Sleep no more! Euro 08 does murder sleep.

高温多湿で息が詰まりそうなマスカット・オマーンから、バーゼルにカメラが切り替わる。6月のヨーロッパは緑に満ちあふれ、最高の気候だ。遠藤の人を馬鹿にしたようなPKがオマーンのゴールマウスに吸い込まれ、両チームとも動きが鈍くなり、モニターの画面にはポッカリ開いた中盤が、深い芝と信じがたい高温多湿を映し出すのと、緑の絨毯のようなバーゼルのピッチ。まさに天国と地獄。パスが繋がり、ボールが走り始めると、先ほどまで見ていた格闘技のようなフットボールが嘘のように、精密機械の運動のようなムーヴメントが支配している。やはり、こちらの方がフットボールなのだろう。

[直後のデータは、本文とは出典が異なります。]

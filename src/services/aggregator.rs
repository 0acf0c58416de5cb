use std::{
    collections::{HashMap, HashSet},
    sync::Arc,
    time::Duration,
};

use tokio_util::sync::CancellationToken;

use crate::{
    error::{AppError, AppResult},
    models::{youtube::VideoDetails, CandidateTrack},
    services::{
        call_collaborator,
        providers::{CatalogProvider, SearchQuery},
    },
};

/// Hard cap the catalog enforces on a single search page
const MAX_RESULTS_PER_SEARCH: usize = 50;

/// Fans search phrases out to the catalog and merges the results into one
/// duplicate-free, duration-filtered candidate batch.
///
/// Phrases run one after another with `pacing` between calls to stay under
/// the catalog quota. A failing phrase is logged and skipped, so every
/// phrase failing simply produces an empty batch.
pub struct CandidateSearchAggregator {
    catalog: Arc<dyn CatalogProvider>,
    pacing: Duration,
    timeout: Duration,
}

impl CandidateSearchAggregator {
    pub fn new(catalog: Arc<dyn CatalogProvider>, pacing: Duration, timeout: Duration) -> Self {
        Self {
            catalog,
            pacing,
            timeout,
        }
    }

    pub async fn search(
        &self,
        phrases: &[String],
        per_phrase: usize,
        max_duration: u32,
        exclude: &HashSet<String>,
        cancel: &CancellationToken,
    ) -> Vec<CandidateTrack> {
        if per_phrase == 0 {
            return Vec::new();
        }

        let mut accumulated: Vec<CandidateTrack> = Vec::new();

        for (index, phrase) in phrases.iter().enumerate() {
            if index > 0 && !self.pace(cancel).await {
                break;
            }

            match self.search_phrase(phrase, per_phrase, max_duration, cancel).await {
                Ok(tracks) => accumulated.extend(tracks),
                Err(AppError::Cancelled) => {
                    tracing::debug!(phrase = %phrase, "Candidate search cancelled");
                    break;
                }
                Err(e) => {
                    tracing::warn!(
                        error = %e,
                        phrase = %phrase,
                        provider = self.catalog.name(),
                        "Phrase search failed, skipping"
                    );
                }
            }
        }

        let merged = merge_candidates(accumulated, exclude);

        tracing::info!(
            phrases = phrases.len(),
            per_phrase,
            candidates = merged.len(),
            excluded = exclude.len(),
            "Candidate search completed"
        );

        merged
    }

    /// Waits out the pacing delay. Returns false when cancelled meanwhile.
    async fn pace(&self, cancel: &CancellationToken) -> bool {
        if cancel.is_cancelled() {
            return false;
        }
        if self.pacing.is_zero() {
            return true;
        }

        tokio::select! {
            _ = cancel.cancelled() => false,
            _ = tokio::time::sleep(self.pacing) => true,
        }
    }

    async fn search_phrase(
        &self,
        phrase: &str,
        per_phrase: usize,
        max_duration: u32,
        cancel: &CancellationToken,
    ) -> AppResult<Vec<CandidateTrack>> {
        let query = SearchQuery {
            phrase: phrase.to_string(),
            max_results: (per_phrase * 2).min(MAX_RESULTS_PER_SEARCH) as u32,
        };

        let ids = call_collaborator(self.timeout, cancel, self.catalog.search_videos(&query)).await?;
        if ids.is_empty() {
            return Ok(Vec::new());
        }

        let details =
            call_collaborator(self.timeout, cancel, self.catalog.fetch_video_details(&ids)).await?;

        Ok(select_playable(&ids, details, per_phrase, max_duration))
    }
}

/// Keeps search order, drops ids without metadata or outside the duration
/// window, and truncates to `limit`
fn select_playable(
    ids: &[String],
    details: Vec<VideoDetails>,
    limit: usize,
    max_duration: u32,
) -> Vec<CandidateTrack> {
    let mut by_id: HashMap<String, VideoDetails> = details
        .into_iter()
        .map(|d| (d.video_id.clone(), d))
        .collect();

    ids.iter()
        .filter_map(|id| by_id.remove(id))
        .map(|d| {
            CandidateTrack::new(
                d.video_id,
                d.title,
                d.channel_title,
                d.thumbnail_url,
                d.duration,
            )
        })
        .filter(|track| track.fits_duration(max_duration))
        .take(limit)
        .collect()
}

/// First occurrence of an id wins; excluded ids never survive
fn merge_candidates(tracks: Vec<CandidateTrack>, exclude: &HashSet<String>) -> Vec<CandidateTrack> {
    let mut seen: HashSet<String> = HashSet::with_capacity(tracks.len());

    tracks
        .into_iter()
        .filter(|track| !exclude.contains(&track.video_id))
        .filter(|track| seen.insert(track.video_id.clone()))
        .collect()
}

 だが、それにしても眠い。オマーン対日本戦のために、早寝は許されず、キックオフ前の長いセレモニーが永遠のように感じられる。図形が少しずつ変化していくマスゲームを見ていると、両目のまぶたがしっかり閉じられそうになる。ゲームが始まっても、やや引き気味のアングルが、フットボールをまるでマスゲームのように見せてくれる。機械のようなゲーム展開が、眠気を増幅させるだけだ。チェコのゴールの瞬間は残念ながら見ていない。気がつくと、モニターの左上のスコア欄にチェコの1点が記載されていた。これではいけない。ゲームを見ていることにはならないではないか。だが、開幕戦としては、このカードは少しばかり地味すぎやしないか。
 そしてカメラは、バーゼルからジュネーヴに移る。朦朧とした眼でボールの運動を眺めているだけで、どちらがトルコで、どちらがポルトガルなのが、すぐに理解できる。フットボールとは勝つためのゲームではあるのだが、ポルトガルの展開を見ていると、それだけではない、ボールを展開し、空いたスペースを探し当て、そこに選手が走り込んでーーというアクションを反復させることにフットボールの時間のほとんどが費やされていることが分かる。殺戮されたはずの「眠り」が少しずつ忘れられていく。朝早い明日の義務よりも、今の快楽に酔うことを選ぶのは正しい。ポルトガルのボール回しを見ていると、そんな確信が眠気を追い払い始めている。ときにトルコの反撃にあっても、中盤でボールをまわしながら2点を叩き込んだ。そして極東の大都会に朝がやってきた。